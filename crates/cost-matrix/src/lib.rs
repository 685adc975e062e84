//! Replacement-cost valuation for real-property parcels.
//!
//! The [`valuation`] module holds the engine: rate-table resolution, factor lookup,
//! depreciation, the cost formula, market adjustment and confidence scoring, and the
//! batch orchestrator. [`config`], [`telemetry`] and [`error`] carry the service plumbing
//! shared with the HTTP front end in `services/api`.

pub mod config;
pub mod error;
pub mod telemetry;
pub mod valuation;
+++
> [TASK DESCRIPTION]
Reproduce the entries exactly, dropping nothing.

> [SOLVED PROBLEM]
filename crates/cost-matrix/src/lib.rs
repository 685adc975e062e84
//! Replacement-cost valuation for real-property parcels.
//!
//! The [`valuation`] module holds the engine: rate-table resolution, factor lookup,
//! depreciation, the cost formula, market adjustment and confidence scoring, and the
//! batch orchestrator. [`config`], [`telemetry`] and [`error`] carry the service plumbing
//! shared with the HTTP front end in `services/api`.

pub mod config;
pub mod error;
pub mod telemetry;
pub mod valuation;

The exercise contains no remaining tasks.